また、電磁波遮蔽材10を透過光下で、30cm離れた距離から肉眼で観察し、全体として打痕6が気になる程度に視認できて光学欠陥を回避できないと判断したものは表中×で表記し、個々の打痕6を目視で注視すれば分かるが全体として打痕6が気になる程度でなく光学欠陥を回避できると判断したものは、表中○で表記した。
Figure 2011204736
開口部5に存在する打痕6の大きさ及び個数は、比較例1〜比較例3、実施例1では、研磨圧力が順に0.1MPa、0.2MPa、0.3MPa、0.4MPaと上がるにつれて、打痕6の個数は増えたが、実施例1の直径0.5mm以上の個数が10個/cm2までは許容でき、光学欠陥を回避できるものであった。なお、打痕6は大きさが直径0.5mm以上であれば1個でも注視すれば視認可能であるが、直径0.5mm未満でしかもその個数が10個未満であれば全体としては目立たず許容できる範囲内であり、光学欠陥を回避できる程度の目視での視認性に収まる。
しかし、比較例4の研磨圧力0.0(ゼロ)MPaでは、直径0.5mm以上も直径0.5mm未満も25個と顕著に増加した結果、光学欠陥を回避できない程度の目視での視認性となった。
1 透明基材
2 導電体パターン層
3 導電性凸状パターン層
3a 導電性凸状パターン層の形成部
3b 導電性凸状パターン層の非形成部
4 導電性金属層
5 開口部
6 打痕
7 透明プライマ層
8 突起
9 透明樹脂層
10 電磁波遮蔽材
20 電解めっき装置
21 電解めっき槽
22 給電ローラ(カソード)
22B 押圧ローラ(バックアップローラ)
23 アノード
24 ガイドローラ
25 研磨機
26 研磨屑
27 排出液
Cp 導電性粒子
G 重力方向
P 頂部
Ta 導電性凸状パターン層の形成部(凸部)の透明プライマ層の厚さ
Tb 導電性凸状パターン層の非形成部の透明プライマ層の厚さ

Claims (2)

  1. 透明基材上に導電体パターン層として、導電性粒子とバインダ樹脂を含む導電性凸状パターン層と、該導電性凸状パターン層の表面上に電解めっきによって形成された導電性金属層とが形成され、前記導電体パターン層の非形成部として多数の開口部が形成された、電磁波遮蔽材において、
    該開口部に存在する打痕は、直径0.5mm以上の大きさの打痕が0個/cm2であり、且つ直径0.5mm未満の大きさの打痕が15個/cm2以下である、電磁波遮蔽材。
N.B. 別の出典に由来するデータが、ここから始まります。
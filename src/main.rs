//! Pagelens: web page quality analyzer CLI

use anyhow::{Context, Result};
use clap::{Parser, Subcommand};
use colored::Colorize;
use pagelens::analyzer::AnalysisEngine;
use pagelens::config::{build_ignore_set, collect_html_files, load_config, Config, CONFIG_FILENAME};
use pagelens::fetch::{is_url, TargetSource};
use pagelens::reporter::{ConsoleReporter, JsonReporter};
use pagelens::{AnalysisRequest, AnalysisResult, TrackSelector};
use std::io::Read;
use std::path::{Path, PathBuf};
use std::process::ExitCode;
use tracing_subscriber::EnvFilter;

/// Pagelens: score web pages for SEO, GEO, compatibility, eco and UX
#[derive(Parser, Debug)]
#[command(name = "pagelens")]
#[command(author, version, about, long_about = None)]
#[command(args_conflicts_with_subcommands = true)]
#[command(subcommand_negates_reqs = true)]
struct Args {
    #[command(subcommand)]
    command: Option<Commands>,

    /// URLs, HTML files or directories to analyze (omit when using a subcommand)
    #[arg(required = true)]
    targets: Vec<String>,

    /// Track to score: all, seo, geo, compatibility, eco, ux
    #[arg(long)]
    track: Option<TrackSelector>,

    /// Display name for the page (single target only)
    #[arg(long)]
    name: Option<String>,

    /// Output format as JSON
    #[arg(long, short)]
    json: bool,

    /// Minimum overall score threshold (exit 1 if below)
    #[arg(long, short)]
    threshold: Option<u8>,

    /// Quiet mode (one line per page)
    #[arg(long, short)]
    quiet: bool,

    /// Verbose output (show every suggestion)
    #[arg(long, short)]
    verbose: bool,

    /// Path to config file (default: search .pagelensrc.json in current dir and parents)
    #[arg(long)]
    config: Option<PathBuf>,

    /// Analyze pages in parallel (default for more than 10 pages)
    #[arg(long)]
    parallel: bool,

    /// Number of parallel threads (default: number of CPU cores)
    #[arg(long, value_name = "N")]
    jobs: Option<usize>,

    /// Log filter when RUST_LOG is unset (e.g. info, debug, pagelens=trace)
    #[arg(long, value_name = "LEVEL")]
    log_level: Option<String>,
}

#[derive(Subcommand, Debug)]
enum Commands {
    /// Run MCP server for editors and assistants (stdio JSON-RPC)
    Mcp,

    /// Analyze one JSON request ({url, track, name}) and print the result JSON
    Request {
        /// Read the request from this file instead of stdin
        #[arg(long)]
        input: Option<PathBuf>,
    },

    /// Create .pagelensrc.json with sensible defaults
    Init {
        /// Minimum score threshold (e.g. 70)
        #[arg(long)]
        threshold: Option<u8>,

        /// Default track selector
        #[arg(long)]
        track: Option<TrackSelector>,

        /// Directory in which to create config (default: current)
        #[arg(long)]
        dir: Option<PathBuf>,
    },
}

fn main() -> ExitCode {
    match run() {
        Ok(code) => code,
        Err(e) => {
            eprintln!("{}: {:#}", "Error".red().bold(), e);
            ExitCode::from(2)
        }
    }
}

fn init_tracing(level: Option<&str>) {
    let filter = match level {
        Some(level) => EnvFilter::try_new(level).unwrap_or_else(|_| EnvFilter::new("warn")),
        None => EnvFilter::try_from_default_env().unwrap_or_else(|_| EnvFilter::new("warn")),
    };
    let _ = tracing_subscriber::fmt()
        .with_env_filter(filter)
        .with_writer(std::io::stderr)
        .with_target(false)
        .try_init();
}

fn run() -> Result<ExitCode> {
    let args = Args::parse();
    init_tracing(args.log_level.as_deref());

    let cwd = std::env::current_dir().context("Failed to get current directory")?;

    if let Some(cmd) = &args.command {
        return match cmd {
            Commands::Mcp => {
                let config = load_config(&cwd, args.config.as_deref())?;
                let source = TargetSource::from_config(&config)?;
                pagelens::mcp::run_mcp_server(&source)?;
                Ok(ExitCode::SUCCESS)
            }
            Commands::Request { input } => {
                run_request(&cwd, args.config.as_deref(), input.as_deref())
            }
            Commands::Init {
                threshold,
                track,
                dir,
            } => run_init(*threshold, *track, dir.as_deref(), &cwd),
        };
    }

    let work_dir = config_search_dir(&args.targets, &cwd);
    let config = load_config(&work_dir, args.config.as_deref())?
        .merge_with_cli(args.threshold, args.track);

    let requests = collect_requests(&args, &config)?;
    if requests.is_empty() {
        eprintln!("{}: No HTML pages found", "Warning".yellow());
        return Ok(ExitCode::from(2));
    }

    if let Some(jobs) = args.jobs {
        rayon::ThreadPoolBuilder::new()
            .num_threads(jobs)
            .build_global()
            .ok();
    }

    let source = TargetSource::from_config(&config)?;
    let engine = AnalysisEngine::new();
    let use_parallel = args.parallel || requests.len() > 10;
    let outcomes = if use_parallel {
        engine.analyze_parallel(&requests, &source)
    } else {
        engine.analyze_many(&requests, &source)
    };

    let mut results = Vec::with_capacity(outcomes.len());
    let mut failures = Vec::new();
    for (request, outcome) in requests.iter().zip(outcomes) {
        match outcome {
            Ok(result) => results.push(result),
            Err(e) => failures.push((request.url.clone(), e)),
        }
    }

    for (url, e) in &failures {
        if !args.quiet {
            eprintln!("{}: Failed to analyze {}: {}", "Error".red(), url, e);
        }
    }

    if results.is_empty() {
        if args.json {
            let message = failures
                .first()
                .map(|(_, e)| e.to_string())
                .unwrap_or_else(|| "All pages failed to analyze".to_string());
            println!("{}", JsonReporter::new().report_error(&message));
        } else if requests.len() > 1 {
            eprintln!("{}: All pages failed to analyze", "Error".red());
        }
        return Ok(ExitCode::from(2));
    }

    let stats = AnalysisEngine::aggregate_stats(&results);
    print_results(&args, &results, &stats);

    if let Some((score, threshold)) = threshold_check(&config, &results, stats.average_score) {
        if score < threshold {
            if !args.quiet && !args.json {
                eprintln!(
                    "\n{}: Score {} is below threshold {}",
                    "Failed".red().bold(),
                    score,
                    threshold
                );
            }
            return Ok(ExitCode::from(1));
        }
    }

    if failures.is_empty() {
        Ok(ExitCode::SUCCESS)
    } else {
        Ok(ExitCode::from(2))
    }
}

/// Directory to start the config search from: the first local target, else cwd
fn config_search_dir(targets: &[String], cwd: &Path) -> PathBuf {
    targets
        .iter()
        .find(|t| !is_url(t))
        .map(|t| {
            let path = Path::new(t);
            let dir = if path.is_file() {
                path.parent().unwrap_or(Path::new("."))
            } else {
                path
            };
            if dir.as_os_str().is_empty() {
                cwd.to_path_buf()
            } else {
                cwd.join(dir)
            }
        })
        .unwrap_or_else(|| cwd.to_path_buf())
}

/// Expand targets into analysis requests, applying per-target overrides
fn collect_requests(args: &Args, config: &Config) -> Result<Vec<AnalysisRequest>> {
    let ignore_set = if config.ignore.is_empty() {
        None
    } else {
        Some(build_ignore_set(&config.ignore)?)
    };
    let html_patterns = config.get_html_patterns();

    let mut targets = Vec::new();
    for target in &args.targets {
        if is_url(target) {
            targets.push(target.clone());
            continue;
        }
        let files = collect_html_files(Path::new(target), ignore_set.as_ref(), &html_patterns)?;
        targets.extend(files.into_iter().map(|p| p.display().to_string()));
    }

    let name = match (&args.name, targets.len()) {
        (Some(name), 1) => name.clone(),
        (Some(_), _) => {
            if !args.quiet {
                eprintln!("{}: --name ignored for multiple pages", "Warning".yellow());
            }
            String::new()
        }
        (None, _) => String::new(),
    };

    Ok(targets
        .into_iter()
        .map(|target| {
            let effective = config.effective_for_target(&target);
            let track = args.track.unwrap_or(effective.track);
            AnalysisRequest::new(target, name.clone(), track)
        })
        .collect())
}

/// The score compared against the threshold, with the threshold that applies
fn threshold_check(config: &Config, results: &[AnalysisResult], average: u8) -> Option<(u8, u8)> {
    if let [single] = results {
        let threshold = config.effective_for_target(&single.url).threshold?;
        Some((single.overall_score(), threshold))
    } else {
        config.threshold.map(|t| (average, t))
    }
}

fn print_results(
    args: &Args,
    results: &[AnalysisResult],
    stats: &pagelens::analyzer::AggregateStats,
) {
    if args.json {
        let reporter = JsonReporter::new().pretty();
        if results.len() == 1 {
            println!("{}", reporter.report(&results[0]));
        } else {
            println!("{}", reporter.report_with_summary(results, stats));
        }
    } else if args.quiet {
        let reporter = ConsoleReporter::new();
        for result in results {
            reporter.report_quiet(result);
        }
    } else {
        let mut reporter = ConsoleReporter::new();
        if args.verbose {
            reporter = reporter.verbose();
        }
        if results.len() == 1 {
            reporter.report(&results[0]);
        } else {
            reporter.report_many(results, stats);
        }
    }
}

fn run_request(cwd: &Path, config_path: Option<&Path>, input: Option<&Path>) -> Result<ExitCode> {
    let raw = match input {
        Some(path) => std::fs::read_to_string(path)
            .with_context(|| format!("Failed to read request: {}", path.display()))?,
        None => {
            let mut buf = String::new();
            std::io::stdin()
                .read_to_string(&mut buf)
                .context("Failed to read request from stdin")?;
            buf
        }
    };

    let reporter = JsonReporter::new();
    let request: AnalysisRequest = match serde_json::from_str(&raw) {
        Ok(request) => request,
        Err(e) => {
            println!("{}", reporter.report_error(&format!("Invalid request: {}", e)));
            return Ok(ExitCode::from(2));
        }
    };

    let config = load_config(cwd, config_path)?;
    let source = TargetSource::from_config(&config)?;
    match AnalysisEngine::new().run(&request, &source) {
        Ok(result) => {
            println!("{}", reporter.report(&result));
            Ok(ExitCode::SUCCESS)
        }
        Err(e) => {
            println!("{}", reporter.report_error(&e.to_string()));
            Ok(ExitCode::from(2))
        }
    }
}

fn run_init(
    threshold: Option<u8>,
    track: Option<TrackSelector>,
    dir: Option<&Path>,
    cwd: &Path,
) -> Result<ExitCode> {
    let dir = dir.unwrap_or(cwd);
    let config_path = dir.join(CONFIG_FILENAME);

    if config_path.exists() {
        eprintln!(
            "{}: {} already exists; use --dir to write elsewhere or remove it first",
            "Warning".yellow(),
            config_path.display()
        );
        return Ok(ExitCode::SUCCESS);
    }

    let threshold_value = threshold.unwrap_or(70);
    let track_value = track.unwrap_or_default();

    let starter = serde_json::json!({
        "threshold": threshold_value,
        "track": track_value,
        "ignore": ["**/node_modules/**", "**/dist/**", "**/drafts/**"],
        "htmlPatterns": [".html", ".htm", ".xhtml"],
        "userAgent": pagelens::fetch::DEFAULT_USER_AGENT,
        "timeoutSecs": 30,
        "overrides": [
            { "files": ["**/legacy/**"], "threshold": 50 }
        ]
    });
    let json = serde_json::to_string_pretty(&starter)?;

    std::fs::write(&config_path, json + "\n")
        .with_context(|| format!("Failed to write config to {}", config_path.display()))?;

    println!(
        "{}: Created {} with threshold={}, track={}",
        "Done".green().bold(),
        config_path.display(),
        threshold_value,
        track_value
    );
    Ok(ExitCode::SUCCESS)
}

#[cfg(test)]
mod tests {
    use super::*;

    #[test]
    fn test_config_search_dir_prefers_local_target() {
        let cwd = Path::new("/work");
        let targets = vec!["https://example.com".to_string(), "site".to_string()];
        assert_eq!(config_search_dir(&targets, cwd), PathBuf::from("/work/site"));
    }

    #[test]
    fn test_config_search_dir_urls_only() {
        let cwd = Path::new("/work");
        let targets = vec!["https://example.com".to_string()];
        assert_eq!(config_search_dir(&targets, cwd), PathBuf::from("/work"));
    }

    #[test]
    fn test_args_parse_track() {
        let args = Args::try_parse_from(["pagelens", "--track", "seo", "index.html"]).unwrap();
        assert_eq!(args.track, Some(TrackSelector::Seo));
        assert_eq!(args.targets, vec!["index.html"]);

        assert!(Args::try_parse_from(["pagelens", "--track", "speed", "index.html"]).is_err());
    }

    #[test]
    fn test_threshold_check_single_uses_override() {
        let config: Config = serde_json::from_str(
            r#"{ "threshold": 90, "overrides": [{ "files": ["**/legacy/**"], "threshold": 10 }] }"#,
        )
        .unwrap();
        let result = pagelens::analyze_markup(
            "<p>x</p>",
            &AnalysisRequest::new("site/legacy/a.html", "", TrackSelector::All),
        )
        .unwrap();
        let (score, threshold) =
            threshold_check(&config, std::slice::from_ref(&result), 0).unwrap();
        assert_eq!(threshold, 10);
        assert_eq!(score, result.overall_score());
    }
}
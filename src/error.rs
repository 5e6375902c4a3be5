use thiserror::Error;

/// Why a page's markup could not be obtained or parsed.
///
/// This is the only error an analysis run reports; scoring itself never
/// fails once a document exists.
#[derive(Debug, Clone, PartialEq, Eq, Error)]
pub enum DocumentUnavailable {
    #[error("Failed to fetch website: {reason}")]
    FetchFailure { url: String, reason: String },

    #[error("Failed to parse HTML: {reason}")]
    ParseFailure { reason: String },
}

impl DocumentUnavailable {
    pub fn fetch(url: impl Into<String>, reason: impl Into<String>) -> Self {
        DocumentUnavailable::FetchFailure {
            url: url.into(),
            reason: reason.into(),
        }
    }

    pub fn parse(reason: impl Into<String>) -> Self {
        DocumentUnavailable::ParseFailure {
            reason: reason.into(),
        }
    }

    /// Short machine-readable kind ("fetch" or "parse")
    pub fn kind(&self) -> &'static str {
        match self {
            DocumentUnavailable::FetchFailure { .. } => "fetch",
            DocumentUnavailable::ParseFailure { .. } => "parse",
        }
    }
}
//! AI discoverability (GEO) track.
//!
//! Starts from a base of 50 and adds points for structural signals that
//! generative answer engines are assumed to favour. Each signal is tied to
//! one named AI surface, which is then reported as "Likely Visible". This is
//! a structural heuristic only: no AI model is ever queried, and the details
//! carry a `visibilityBasis` marker saying so.

use super::seo::JSON_LD_MARKER;
use super::{RuleCheck, RuleOutcome, TrackScorer};
use crate::analyzer::scoring::ScoreCalculator;
use crate::parser::{contains_any, DocumentModel};
use crate::{
    AiSurface, AiVisibility, DetailsBase, GeoDetails, Track, TrackDetails, TrackScore,
    VisibilitySignal, VISIBILITY_BASIS,
};

const BASE_SCORE: u32 = 50;
const SECTIONING_POINTS: u32 = 15;
const LAYOUT_POINTS: u32 = 15;
const OPEN_GRAPH_POINTS: u32 = 10;
const STRUCTURED_DATA_POINTS: u32 = 10;

/// Scores at or above this get the positive summary
const GOOD_VISIBILITY_SCORE: u8 = 70;

/// Each check paired with the surface it marks visible
const CHECKS: &[(AiSurface, RuleCheck)] = &[
    (
        AiSurface::ChatGpt,
        RuleCheck {
            id: "semantic-sectioning",
            eval: check_sectioning,
        },
    ),
    (
        AiSurface::Gemini,
        RuleCheck {
            id: "semantic-layout",
            eval: check_layout,
        },
    ),
    (
        AiSurface::Copilot,
        RuleCheck {
            id: "open-graph",
            eval: check_open_graph,
        },
    ),
    (
        AiSurface::Perplexity,
        RuleCheck {
            id: "structured-data",
            eval: check_structured_data,
        },
    ),
];

/// Scorer for the GEO track
pub struct GeoScorer;

impl GeoScorer {
    pub fn new() -> Self {
        Self
    }
}

impl Default for GeoScorer {
    fn default() -> Self {
        Self::new()
    }
}

impl TrackScorer for GeoScorer {
    fn track(&self) -> Track {
        Track::Geo
    }

    fn name(&self) -> &'static str {
        "geo"
    }

    fn score(&self, document: &DocumentModel) -> TrackScore {
        let outcomes: Vec<(AiSurface, RuleOutcome)> = CHECKS
            .iter()
            .map(|(surface, check)| (*surface, check.run(document)))
            .collect();

        let mut visibility = AiVisibility::default();
        for (surface, outcome) in &outcomes {
            if outcome.passed {
                visibility.set(*surface, VisibilitySignal::LikelyVisible);
            }
        }

        let tally = ScoreCalculator::fold(BASE_SCORE, outcomes.into_iter().map(|(_, o)| o));
        let summary = if tally.score >= GOOD_VISIBILITY_SCORE {
            "Good AI visibility signals detected"
        } else {
            "Limited AI optimization - improvements needed"
        };

        let details = GeoDetails {
            base: DetailsBase {
                summary: summary.to_string(),
                issues: tally.issues,
                suggestions: tally.suggestions,
            },
            visibility,
            visibility_basis: VISIBILITY_BASIS,
        };

        TrackScore::new(tally.score, TrackDetails::Geo(details))
    }
}

fn check_sectioning(document: &DocumentModel) -> RuleOutcome {
    if contains_any(document.raw(), &["<article", "<section"]) {
        RuleOutcome::award(SECTIONING_POINTS)
    } else {
        RuleOutcome::miss().with_suggestion(
            "Use semantic HTML5 elements (article, section, aside) for better AI understanding",
        )
    }
}

fn check_layout(document: &DocumentModel) -> RuleOutcome {
    let raw = document.raw();
    if raw.contains("<header") && raw.contains("<main") {
        RuleOutcome::award(LAYOUT_POINTS)
    } else {
        RuleOutcome::miss()
            .with_suggestion("Add semantic HTML structure with header, main, nav, footer elements")
    }
}

fn check_open_graph(document: &DocumentModel) -> RuleOutcome {
    if contains_any(document.raw(), &["og:title", "og:description"]) {
        RuleOutcome::award(OPEN_GRAPH_POINTS)
    } else {
        RuleOutcome::miss()
            .with_suggestion("Include Open Graph meta tags for better social and AI visibility")
    }
}

fn check_structured_data(document: &DocumentModel) -> RuleOutcome {
    if contains_any(document.raw(), &[JSON_LD_MARKER, "itemscope", "itemprop"]) {
        RuleOutcome::award(STRUCTURED_DATA_POINTS)
            .with_suggestion("Great! Structured data helps AI models understand your content")
    } else {
        RuleOutcome::miss().with_suggestion(
            "Add JSON-LD structured data (Schema.org) for enhanced AI discoverability",
        )
    }
}

#[cfg(test)]
mod tests {
    use super::*;
    use crate::analyzer::rules::doc;

    fn geo(markup: &str) -> (u8, GeoDetails) {
        match GeoScorer::new().score(&doc(markup)) {
            TrackScore {
                score,
                details: TrackDetails::Geo(d),
            } => (score, d),
            other => panic!("expected GEO details, got {:?}", other),
        }
    }

    #[test]
    fn negative_bare_page_stays_at_base() {
        let (score, d) = geo("<html><body><div>plain</div></body></html>");
        assert_eq!(score, 50);
        assert_eq!(d.visibility, AiVisibility::default());
        assert_eq!(d.base.suggestions.len(), 4);
        assert_eq!(d.base.summary, "Limited AI optimization - improvements needed");
        assert!(d.base.issues.is_empty());
    }

    #[test]
    fn positive_all_signals() {
        let (score, d) = geo(
            r#"<html><head><meta property="og:title" content="x">
            <script type="application/ld+json">{}</script></head>
            <body><header></header><main><article>Text</article></main></body></html>"#,
        );
        assert_eq!(score, 100);
        assert_eq!(d.visibility.chatgpt, VisibilitySignal::LikelyVisible);
        assert_eq!(d.visibility.gemini, VisibilitySignal::LikelyVisible);
        assert_eq!(d.visibility.copilot, VisibilitySignal::LikelyVisible);
        assert_eq!(d.visibility.perplexity, VisibilitySignal::LikelyVisible);
        assert_eq!(
            d.base.suggestions,
            vec!["Great! Structured data helps AI models understand your content".to_string()]
        );
        assert_eq!(d.base.summary, "Good AI visibility signals detected");
    }

    #[test]
    fn layout_needs_both_header_and_main() {
        let only_header = check_layout(&doc("<body><header></header></body>"));
        assert!(!only_header.passed);
        let both = check_layout(&doc("<body><header></header><main></main></body>"));
        assert_eq!(both.points, 15);
    }

    #[test]
    fn microdata_counts_as_structured_data() {
        let outcome = check_structured_data(&doc(r#"<div itemscope itemtype="x"></div>"#));
        assert!(outcome.passed);
        assert_eq!(outcome.points, 10);
    }

    #[test]
    fn sectioning_marks_only_its_surface() {
        let (score, d) = geo("<body><section>One</section></body>");
        assert_eq!(score, 65);
        assert_eq!(d.visibility.chatgpt, VisibilitySignal::LikelyVisible);
        assert_eq!(d.visibility.gemini, VisibilitySignal::Unknown);
    }

    #[test]
    fn layout_and_sectioning_read_as_good() {
        let (score, d) = geo("<body><header></header><main><section></section></main></body>");
        assert_eq!(score, 80);
        assert_eq!(d.base.summary, "Good AI visibility signals detected");
    }

    #[test]
    fn summary_turns_good_at_exactly_70() {
        let (score, d) = geo(
            r#"<head><meta property="og:title" content="x">
            <script type="application/ld+json">{}</script></head><body></body>"#,
        );
        assert_eq!(score, 70);
        assert_eq!(d.base.summary, "Good AI visibility signals detected");
    }

    #[test]
    fn summary_stays_limited_just_below_70() {
        let (score, d) = geo("<body><article>One</article></body>");
        assert_eq!(score, 65);
        assert_eq!(d.base.summary, "Limited AI optimization - improvements needed");
    }

    #[test]
    fn serialized_visibility_basis() {
        let json = serde_json::to_value(GeoScorer::new().score(&doc(""))).unwrap();
        assert_eq!(json["details"]["visibilityBasis"], "structural-heuristic");
        assert_eq!(json["details"]["visibility"]["copilot"], "Unknown");
    }
}
//! Human-readable model report.

use std::fmt;

use super::LaborMarketModel;
use crate::types::{EmploymentTrend, LaborMarketParams, MarketSnapshot};

const RULE_WIDTH: usize = 50;

/// Everything the report prints, evaluated at one time index.
#[derive(Debug, Clone, Copy, PartialEq)]
pub struct ModelSummary {
    pub params: LaborMarketParams,
    pub snapshot: MarketSnapshot,
    pub employment_derivative: f64,
    pub trend: EmploymentTrend,
}

impl ModelSummary {
    fn unemployment_note(&self) -> &'static str {
        if self.snapshot.unemployment == 0.0 {
            "No unemployment"
        } else if self.trend == EmploymentTrend::Declining {
            "Unemployment increasing"
        } else {
            "Unemployment present"
        }
    }
}

impl fmt::Display for ModelSummary {
    fn fmt(&self, f: &mut fmt::Formatter<'_>) -> fmt::Result {
        let p = &self.params;
        let s = &self.snapshot;
        let d_l = self.employment_derivative;
        let rule = "=".repeat(RULE_WIDTH);

        writeln!(f, "Labor Market Model Summary")?;
        writeln!(f, "{rule}")?;
        writeln!(f, "Parameters:")?;
        writeln!(f, "  Supply intercept (a_S): {:.4}", p.a_s())?;
        writeln!(f, "  Supply slope (b_S): {:.4}", p.b_s())?;
        writeln!(f, "  Demand intercept at t=0 (a_D0): {:.4}", p.a_d0())?;
        writeln!(f, "  Demand slope (b_D): {:.4}", p.b_d())?;
        writeln!(f, "  Demand shift magnitude (k): {:.4}", p.k())?;
        writeln!(f, "  Wage floor (w_bar): {:.4}", p.w_bar())?;
        writeln!(f, "  Time index (t): {:.4}", s.t)?;
        writeln!(f)?;
        writeln!(f, "Initial Equilibrium (Pre-Wage Floor):")?;
        writeln!(f, "  Equilibrium labor (L*): {:.4}", p.equilibrium_labor())?;
        writeln!(f, "  Equilibrium wage (w*): {:.4}", p.equilibrium_wage())?;
        writeln!(f)?;
        writeln!(f, "At Time t = {:.4}:", s.t)?;
        writeln!(f, "  Demand intercept (a_D(t)): {:.4}", s.demand_intercept)?;
        writeln!(f, "  Employment (L(t)): {:.4}", s.employment)?;
        writeln!(f, "  Labor supplied (L_S): {:.4}", s.labor_supplied)?;
        writeln!(f, "  Unemployment (U(t)): {:.4}", s.unemployment)?;
        writeln!(f, "  Employment derivative (dL/dt): {d_l:.4}")?;
        writeln!(f)?;
        writeln!(f, "Comparative Statics:")?;
        writeln!(f, "  Employment change rate: {d_l:.4} (negative for k>0)")?;
        writeln!(f, "  {}", self.trend)?;
        writeln!(f, "  {}", self.unemployment_note())?;
        writeln!(f, "{rule}")
    }
}

impl LaborMarketModel {
    /// Report values at time `t` (or the default when `None`).
    pub fn summary_view(&self, t: impl Into<Option<f64>>) -> ModelSummary {
        ModelSummary {
            params: *self.params(),
            snapshot: self.snapshot(t),
            employment_derivative: self.employment_derivative(),
            trend: self.employment_trend(),
        }
    }

    /// Report at the parameters' default time index.
    pub fn summary(&self) -> String {
        self.summary_at(None)
    }

    /// Report at time `t` (or the default when `None`).
    pub fn summary_at(&self, t: impl Into<Option<f64>>) -> String {
        self.summary_view(t).to_string()
    }
}
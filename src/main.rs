//! Labor market driver.
//!
//! Loads configuration, initialises structured logging, prints the model
//! summary, renders the market and dynamics charts and prints the
//! comparative-statics table.

use anyhow::Result;
use tracing::info;

use labor_market::config::AppConfig;
use labor_market::plot::{self, DYNAMICS_FILE_NAME};
use labor_market::LaborMarketModel;

const DEFAULT_CONFIG: &str = "config.toml";

fn main() -> Result<()> {
    // Load .env file if present (non-fatal if missing)
    let _ = dotenv::dotenv();

    init_logging();

    let config_path = std::env::args().nth(1).unwrap_or_else(|| DEFAULT_CONFIG.to_string());
    let cfg = AppConfig::load_or_default(&config_path)?;

    let model = LaborMarketModel::from(cfg.market);
    info!(
        config = %config_path,
        w_bar = cfg.market.w_bar(),
        k = cfg.market.k(),
        "Model ready"
    );

    println!("{}", model.summary());

    if cfg.output.render_charts {
        let dir = &cfg.output.directory;
        for &t in &cfg.output.snapshot_times {
            println!("Generating market chart for t={t:.2}...");
            let path = dir.join(plot::snapshot_file_name(t));
            plot::plot_market(&model, t, None, &path, cfg.chart.market)?;
            println!("Figure saved to {}", path.display());
        }

        println!("Generating dynamics chart...");
        let path = dir.join(DYNAMICS_FILE_NAME);
        plot::plot_dynamics(&model, cfg.output.dynamics_points, &path, cfg.chart.dynamics)?;
        println!("Figure saved to {}", path.display());
    }

    let rule = "=".repeat(60);
    println!("\n{rule}\nComparative Statics Over Time\n{rule}");
    for &t in &cfg.output.statics_times {
        println!("{}", model.snapshot(t));
    }

    Ok(())
}

/// Initialise the `tracing` subscriber.
fn init_logging() {
    use tracing_subscriber::{fmt, EnvFilter};

    let env_filter = EnvFilter::try_from_default_env()
        .unwrap_or_else(|_| EnvFilter::new("labor_market=info"));

    let json_logging = std::env::var("LABOR_MARKET_LOG_JSON").is_ok();

    if json_logging {
        fmt()
            .json()
            .with_env_filter(env_filter)
            .with_target(true)
            .with_writer(std::io::stderr)
            .init();
    } else {
        fmt()
            .with_env_filter(env_filter)
            .with_target(true)
            .with_writer(std::io::stderr)
            .init();
    }
}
  2. 透明基材上の導電性凸状パターン層が透明プライマ層を介して形成されており、該透明プライマ層は前記導電性凸状パターン層の形成部での厚さが導電性凸状パターン層の非形成部での厚さに比べて厚く、且つ、導電性凸状パターン層の凸部内の導電性粒子の分布が、相対的に、透明プライマ層近傍において分布が疎であり頂部近傍において分布が密である、請求項1記載の電磁波遮蔽材。